"Иван Михайлович Шевцов. Что за горизонтом? " - читать интересную книгу автора

- А тебе так уж нужна ее причина? Ты ж сам сказал словами Бунина:
разлюбила, и стал чужой. В этом и вся причина.
- Ах, вот вы о чем, все о ней? - сообразил Игорь. - Да выбросите,
Лукич, вы ее из своего сердца раз и навсегда. Она недостойна вас.
- В том-то и дело, что достойна, потому и выбросить ее не просто, -
напряженно произнес Богородский. - Недостойные - они на поверхности, их
легко смахнуть. Дунул - и привет. А достойные - они вот здесь, глубоко, в
самом сердце. - Лукич приложил руку к груди. - Нельзя, Игорек, зачеркнуть
десять счастливых лет. Память она штука независимая, память и любовь. Как в
народе говорили: любовь не картошка, не выбросишь в окошко.
- А вы поройтесь в памяти, разберите свою любимую по косточкам и
отыщите все ее пороки мнимые и подлинные, соедините в одну кучу и получится
один большой порок. И вы поймете, что она недостойна, - весело наставлял
Игорь. - Или влюбитесь. Клин клином. А?
- Как у тебя все просто - клин клином. - Богородский уколол его
ироническим взглядом. - Своим аршином меришь, натурщицами. Аля не чета твоим
натурщицам. Она единственная из женщин, кого я любил. Такое бывает раз в
жизни. Один единственный раз.
- А что, Лукач, может Игорь и прав - клин клином. Влюбись. -
Богородский посмотрел на меня пристально и недоверчиво. Я повторил: - А
почему бы и нет?
- В моем-то возрасте? И в кого?
- Любви все возрасты покорны, - напомнил Игорь.
- Да дело может и не в возрасте, - сказал Богородский. - Дело в том,
что природа неправильно, не разумно распорядилась с человеком.

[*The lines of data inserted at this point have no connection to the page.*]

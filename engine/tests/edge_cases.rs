//! Edge case tests for faultsync-engine
//!
//! These tests cover boundary conditions and unusual inputs.

use faultsync_engine::{
    calculate_delta, checksum_map, compare_versions, dataset_checksum, is_newer_version,
    parse_version, Delta, ExportBundle, Record, SemVer,
};
use chrono::Utc;
use serde_json::json;
use std::cmp::Ordering;

// ============================================================================
// Version Edge Cases
// ============================================================================

#[test]
fn huge_version_components() {
    let max = format!("{}.{}.{}", u64::MAX, u64::MAX, u64::MAX);
    assert_eq!(parse_version(&max), SemVer::new(u64::MAX, u64::MAX, u64::MAX));

    // One past u64::MAX does not parse and falls back to zero
    assert_eq!(parse_version("18446744073709551616.0.0"), SemVer::ZERO);
}

#[test]
fn malformed_versions_sort_first() {
    assert!(is_newer_version("0.0.1", "not-a-version"));
    assert_eq!(compare_versions("", "0.0.0"), Ordering::Equal);
    assert_eq!(compare_versions("junk", "garbage"), Ordering::Equal);
}

#[test]
fn numeric_not_lexicographic_ordering() {
    // "1.10.0" sorts before "1.9.0" as a string but not as a version
    assert_eq!(compare_versions("1.10.0", "1.9.0"), Ordering::Greater);
    assert_eq!(compare_versions("1.02.0", "1.2.0"), Ordering::Equal);
}

// ============================================================================
// Record Edge Cases
// ============================================================================

#[test]
fn unicode_ids_and_payloads() {
    let records = vec![
        Record::new("日本語-001", json!({"title": "過電流"})),
        Record::new("émoji-🚨", json!({"title": "🔥 overheat"})),
        Record::new("plain", json!({"title": "Line\nbreak\ttab"})),
    ];

    let mut reversed = records.clone();
    reversed.reverse();
    assert_eq!(dataset_checksum(&records), dataset_checksum(&reversed));

    let bundle = ExportBundle::new(Some("1.0.0".into()), records, Utc::now());
    let json = bundle.to_json_pretty().unwrap();
    let restored = ExportBundle::from_json(&json).unwrap();
    assert!(restored.validate().is_ok());
    assert_eq!(restored, bundle);
}

#[test]
fn deeply_nested_payload() {
    let mut nested = json!({"leaf": true});
    for i in 0..64 {
        let mut wrapper = serde_json::Map::new();
        wrapper.insert(format!("level{}", i), nested);
        nested = serde_json::Value::Object(wrapper);
    }
    let record = Record::new("deep", nested);
    assert!(record.is_sealed());
}

#[test]
fn large_record_set_delta() {
    let old: Vec<Record> = (0..5_000)
        .map(|i| Record::new(format!("r{:05}", i), json!({"code": i})))
        .collect();
    let mut new = old.clone();
    new.truncate(4_000);
    new[0] = Record::new("r00000", json!({"code": "changed"}));
    new.push(Record::new("extra", json!({"code": -1})));

    let delta = calculate_delta(&checksum_map(&old), &checksum_map(&new));
    assert_eq!(delta.added.len(), 1);
    assert_eq!(delta.updated.len(), 1);
    assert_eq!(delta.removed.len(), 1_000);
}

#[test]
fn delta_from_changes_on_empty_store() {
    let fetched = vec![Record::new("a", json!({})), Record::new("b", json!({}))];
    let delta = Delta::from_changes(&Default::default(), &fetched, &["a".to_string()]);

    // Removal wins even for an id the store has never seen.
    assert_eq!(delta.added.len(), 1);
    assert!(delta.added.contains("b"));
    assert!(delta.removed.is_empty());
}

- В каком смысле? Что ты имеешь в виду? - спросил я.
- А в том, что старится плоть, а душа остается молодой. Разве это
справедливо?
- Душа не старится, потому она и бессмертна, - сказал я.
- А я о чем говорю? - вновь заявил Игорь. - Если душа молода, то и люби
покуда любится.
- Кого? Вот вопрос. Допустим, встретил, влюбился. А она? Смешно даже
мечтать. Тут с клиньями ничего не получится. А возврата к прошлому, к
Альбине, нет. Во всяком случае, я ей никогда не позвоню.
- А если она тебе позвонит? - сказал я.
- Не позвонит.
- А вдруг? Откликнешься на зов, пойдешь, и все начнется сначала. - Я
испытывал противоречивые чувства. У них и до этого были размолвки, но потом
все устраивалось. Я знал его пылкий, темпераментный характер и сильно
развитую привязанность к Альбине. Не хотелось верить, что этот разрыв
окончательный. А если, так, то он глубоко ранит тонкую душу Богородского. Я
искренне сочувствовал ему, считался с его переживаниями.
- Ты, Лукич, преувеличиваешь ее достоинства. Ты простил Альбину. Но она
же, в сущности, предала тебя, - сказал я.
- Ее можно понять. Стань на ее место... Или на мое. Любовь не стареет.
Она всегда юная. Тебе этого не понять. У вас, писателей, в ваших сочинениях
любовь не настоящая, придуманная. Настоящей любви вы не знаете, - ворчал
Богородский, лукаво прищуривая голубые глаза и поводя седой бровью. Он
говорил густым баритоном.
- Но до Альбины у тебя была Эра. Тоже любовь.